1 Not long after this, Lysias the king’s protector and cousin, who also managed the affairs, took sore displeasure for the things that were done.
2 And when he had gathered about fourscore thousand with all the horsemen, he came against the Jews, thinking to make the city an habitation of the Gentiles,
3 And to make a gain of the temple, as of the other chapels of the heathen, and to set the high priesthood to sale every year:
4 Not at all considering the power of God but puffed up with his ten thousands of footmen, and his thousands of horsemen, and his fourscore elephants.
5 So he came to Judea, and drew near to Bethsura, which was a strong town, but distant from Jerusalem about five furlongs, and he laid sore siege unto it.
6 Now when they that were with Maccabeus heard that he besieged the holds, they and all the people with lamentation and tears besought the Lord that he would send a good angel to deliver Israel.
7 Then Maccabeus himself first of all took weapons, exhorting the other that they would jeopard themselves together with him to help their brethren: so they went forth together with a willing mind.
8 And as they were at Jerusalem, there appeared before them on horseback one in white clothing, shaking his armour of gold.
9 Then they praised the merciful God all together, and took heart, insomuch that they were ready not only to fight with men, but with most cruel beasts, and to pierce through walls of iron.
10 Thus they marched forward in their armour, having an helper from heaven: for the Lord was merciful unto them.
11 And giving a charge upon their enemies like lions, they slew eleven thousand footmen, and sixteen hundred horsemen, and put all the other to flight.
12 Many of them also being wounded escaped naked; and Lysias himself fled away shamefully, and so escaped.
13 Who, as he was a man of understanding, casting with himself what loss he had had, and considering that the Hebrews could not be overcome, because the Almighty God helped them, he sent unto them,
14 And persuaded them to agree to all reasonable conditions, and promised that he would persuade the king that he must needs be a friend unto them.
15 Then Maccabeus consented to all that Lysias desired, being careful of the common good; and whatsoever Maccabeus wrote unto Lysias concerning the Jews, the king granted it.
16 For there were letters written unto the Jews from Lysias to this effect: Lysias unto the people of the Jews sendeth greeting:
17 John and Absolom, who were sent from you, delivered me the petition subscribed, and made request for the performance of the contents thereof.
18 Therefore what things soever were meet to be reported to the king, I have declared them, and he hath granted as much as might be.
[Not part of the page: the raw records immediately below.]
//! Score ledger entries and signed deltas
//!
//! A `ScoreEntry` is the immutable ledger record: one signed point
//! adjustment for one participant. Entries are created exactly once by
//! the store's append operation and never updated or deleted.

use crate::ids::{EntryId, ParticipantId};
use chrono::{DateTime, Utc};
use serde::{Deserialize, Serialize};
use std::fmt;

/// A non-zero signed point adjustment
///
/// Zero deltas carry no information and are unrepresentable: both the
/// constructor and deserialization reject them. On the wire a delta is
/// a bare integer.
#[derive(Debug, Clone, Copy, PartialEq, Eq, Hash, Serialize, Deserialize)]
#[serde(try_from = "i64", into = "i64")]
pub struct Delta(i64);

impl Delta {
    /// Try to create a Delta, returning None for zero
    pub fn try_new(value: i64) -> Option<Self> {
        if value == 0 {
            None
        } else {
            Some(Self(value))
        }
    }

    /// Get the signed point value
    pub fn get(&self) -> i64 {
        self.0
    }
}

impl TryFrom<i64> for Delta {
    type Error = String;

    fn try_from(value: i64) -> Result<Self, Self::Error> {
        Self::try_new(value).ok_or_else(|| "delta must be non-zero".to_string())
    }
}

impl From<Delta> for i64 {
    fn from(delta: Delta) -> i64 {
        delta.0
    }
}

impl fmt::Display for Delta {
    fn fmt(&self, f: &mut fmt::Formatter<'_>) -> fmt::Result {
        if self.0 > 0 {
            write!(f, "+{}", self.0)
        } else {
            write!(f, "{}", self.0)
        }
    }
}

/// An immutable ledger record: one delta applied to one participant
#[derive(Debug, Clone, PartialEq, Eq, Serialize, Deserialize)]
pub struct ScoreEntry {
    /// Unique identifier, assigned at append time, never reused
    pub id: EntryId,
    /// Journal sequence: gapless, monotonic, the insertion-order key
    pub seq: u64,
    /// Owning participant; resolved against the directory at write time
    pub participant_id: ParticipantId,
    /// Signed, non-zero point adjustment
    pub delta: Delta,
    /// Optional free-text annotation, ignored by aggregation
    pub reason: Option<String>,
    /// Store-assigned timestamp, non-decreasing in insertion order
    pub created_at: DateTime<Utc>,
}

#[cfg(test)]
mod tests {
    use super::*;
    use proptest::prelude::*;

    #[test]
    fn test_delta_rejects_zero() {
        assert!(Delta::try_new(0).is_none());
        assert!(Delta::try_new(1).is_some());
        assert!(Delta::try_new(-1).is_some());
    }

    #[test]
    fn test_delta_display_sign() {
        assert_eq!(Delta::try_new(100).unwrap().to_string(), "+100");
        assert_eq!(Delta::try_new(-50).unwrap().to_string(), "-50");
    }

    #[test]
    fn test_delta_serializes_as_bare_integer() {
        let d = Delta::try_new(-50).unwrap();
        assert_eq!(serde_json::to_string(&d).unwrap(), "-50");

        let back: Delta = serde_json::from_str("-50").unwrap();
        assert_eq!(d, back);
    }

    #[test]
    fn test_delta_deserialize_rejects_zero() {
        assert!(serde_json::from_str::<Delta>("0").is_err());
    }

    #[test]
    fn test_score_entry_serialization_roundtrip() {
        let entry = ScoreEntry {
            id: EntryId::new(),
            seq: 7,
            participant_id: ParticipantId::new("u1"),
            delta: Delta::try_new(100).unwrap(),
            reason: Some("quiz".into()),
            created_at: Utc::now(),
        };
        let json = serde_json::to_string(&entry).unwrap();
        let back: ScoreEntry = serde_json::from_str(&json).unwrap();
        assert_eq!(entry, back);
    }

    proptest! {
        #[test]
        fn prop_delta_roundtrips_every_nonzero_value(v in prop::num::i64::ANY) {
            prop_assume!(v != 0);
            let d = Delta::try_new(v).unwrap();
            prop_assert_eq!(d.get(), v);
            let json = serde_json::to_string(&d).unwrap();
            let back: Delta = serde_json::from_str(&json).unwrap();
            prop_assert_eq!(d, back);
        }
    }
}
19 And if then ye will keep yourselves loyal to the state, hereafter also will I endeavour to be a means of your good.
20 But of the particulars I have given order both to these and the other that came from me, to commune with you.
21 Fare ye well. The hundred and eight and fortieth year, the four and twentieth day of the month Dioscorinthius.
22 Now the king’s letter contained these words: King Antiochus unto his brother Lysias sendeth greeting:
23 Since our father is translated unto the gods, our will is, that they that are in our realm live quietly, that every one may attend upon his own affairs.
24 We understand also that the Jews would not consent to our father, for to be brought unto the custom of the Gentiles, but had rather keep their own manner of living: for the which cause they require of us, that we should suffer them to live after their own laws.
25 Wherefore our mind is, that this nation shall be in rest, and we have determined to restore them their temple, that they may live according to the customs of their forefathers.
26 Thou shalt do well therefore to send unto them, and grant them peace, that when they are certified of our mind, they may be of good comfort, and ever go cheerfully about their own affairs.
27 And the letter of the king unto the nation of the Jews was after this manner: King Antiochus sendeth greeting unto the council, and the rest of the Jews:
28 If ye fare well, we have our desire; we are also in good health.
29 Menelaus declared unto us, that your desire was to return home, and to follow your own business:
30 Wherefore they that will depart shall have safe conduct till the thirtieth day of Xanthicus with security.
31 And the Jews shall use their own kind of meats and laws, as before; and none of them any manner of ways shall be molested for things ignorantly done.
32 I have sent also Menelaus, that he may comfort you.
33 Fare ye well. In the hundred forty and eighth year, and the fifteenth day of the month Xanthicus.
34 The Romans also sent unto them a letter containing these words: Quintus Memmius and Titus Manlius, ambassadors of the Romans, send greeting unto the people of the Jews.
35 Whatsoever Lysias the king’s cousin hath granted, therewith we also are well pleased.
36 But touching such things as he judged to be referred to the king, after ye have advised thereof, send one forthwith, that we may declare as it is convenient for you: for we are now going to Antioch.
37 Therefore send some with speed, that we may know what is your mind.
38 Farewell. This hundred and eight and fortieth year, the fifteenth day of the month Xanthicus.